‘Do you know the Iraqi architect Zaha Hadid? Everyone in Iraq said she had no talent. But she was determined and became famous. She is my hero.’
Helen doesn’t want her picture taken. ‘You never know where terrorists will search for you.’ She has small hands, long fingers and strong, pink nails that she used to draw with when she studied architecture at the university of Mosul.
‘The first year I didn’t think much of architecture. Then I started imagining buildings in my head. I created their shapes and materials in my mind, their constructions. Complete cities arose, I became the top student in my class. Professors promised me that I would find good work. Then the university was bombed and it all came to nothing.’
‘It’s hard for me not to become bitter. Studying for six years and being the best student is no guarantee for work in Iraq. I sometimes think about leaving. I know how the West sees me: Immigrant. Fortune seeker. But I could use my knowledge to contribute in the West. That’s what I believe.’

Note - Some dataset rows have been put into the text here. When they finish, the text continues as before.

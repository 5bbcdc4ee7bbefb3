//! Patient models.

use serde::{Deserialize, Serialize};

use super::clinical::ClinicalMap;
use super::odontogram::Odontogram;

/// A patient record. Owns its odontogram and clinical entries exclusively.
#[derive(Debug, Clone, Serialize, Deserialize, PartialEq)]
pub struct Patient {
    /// Sequential identifier (e.g. "PT-0001"), stable for the patient's lifetime
    pub id: String,
    /// Patient name
    pub name: String,
    /// Age in years
    pub age: u32,
    /// Free-form gender label
    pub gender: String,
    /// Additional notes
    pub notes: String,
    /// Free-form lifecycle label (e.g. "Active", "Follow-up")
    pub status: String,
    /// Surface statuses
    pub odontogram: Odontogram,
    /// Per-surface clinical entries
    pub clinical: ClinicalMap,
    /// Incremented on every mutation of odontogram or clinical entries
    pub revision: u64,
    /// Creation timestamp
    pub created_at: String,
    /// Last update timestamp
    pub updated_at: String,
}

impl Patient {
    /// Create a patient with an empty chart.
    pub fn new(id: String, name: String, age: u32, gender: String, notes: String, status: String) -> Self {
        let now = chrono::Utc::now().to_rfc3339();
        Self {
            id,
            name,
            age,
            gender,
            notes,
            status,
            odontogram: Odontogram::new(),
            clinical: ClinicalMap::new(),
            revision: 0,
            created_at: now.clone(),
            updated_at: now,
        }
    }

    /// Record a mutation: bump the revision and the updated_at timestamp.
    pub fn touch(&mut self) {
        self.revision += 1;
        self.updated_at = chrono::Utc::now().to_rfc3339();
    }
}

/// Raw "new patient" form input.
///
/// Age arrives as text; anything that does not parse becomes 0.
#[derive(Debug, Clone, Default, PartialEq, Serialize, Deserialize)]
pub struct NewPatientForm {
    pub name: String,
    pub age: String,
    pub gender: String,
    pub notes: String,
}

impl NewPatientForm {
    /// Parsed, clamped age.
    pub fn parsed_age(&self) -> u32 {
        crate::catalog::clamp_minutes(crate::catalog::parse_amount(&self.age))
    }

    /// Whether the form can produce a patient (non-blank name).
    pub fn is_submittable(&self) -> bool {
        !self.name.trim().is_empty()
    }
}

#[cfg(test)]
mod tests {
    use super::*;

    #[test]
    fn test_new_patient() {
        let patient = Patient::new(
            "PT-0003".into(),
            "Ana".into(),
            29,
            "Female".into(),
            String::new(),
            "Active".into(),
        );
        assert_eq!(patient.id, "PT-0003");
        assert_eq!(patient.revision, 0);
        assert!(patient.clinical.is_empty());
    }

    #[test]
    fn test_touch_bumps_revision() {
        let mut patient = Patient::new(
            "PT-0001".into(),
            "Ana".into(),
            29,
            String::new(),
            String::new(),
            "Active".into(),
        );
        patient.touch();
        patient.touch();
        assert_eq!(patient.revision, 2);
    }

    #[test]
    fn test_form_age_parsing() {
        let mut form = NewPatientForm {
            name: "Ana".into(),
            age: "34".into(),
            ..Default::default()
        };
        assert_eq!(form.parsed_age(), 34);

        form.age = "abc".into();
        assert_eq!(form.parsed_age(), 0);

        form.age = "".into();
        assert_eq!(form.parsed_age(), 0);

        form.age = "-5".into();
        assert_eq!(form.parsed_age(), 0);
    }

    #[test]
    fn test_form_requires_name() {
        let form = NewPatientForm {
            name: "   ".into(),
            ..Default::default()
        };
        assert!(!form.is_submittable());
    }
}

‘But then I think, “What about Iraq? How will this country regain her beauty?” I called my old professor and told him: “Terror has destroyed our university. But architecture could rebuild it into something more beautiful than it was. The classrooms were dark, let’s make bigger windows, with a view of a garden.” “Helen,”, he said, “we could design it together. But Mosul is dangerous. Are you sure you want to do this?” I said: “Sir, for me to be able to accomplish my vision, I have to see the university’s ruins with my own eyes. So just tell me when you’re ready. My dream is too big for me to be afraid.”’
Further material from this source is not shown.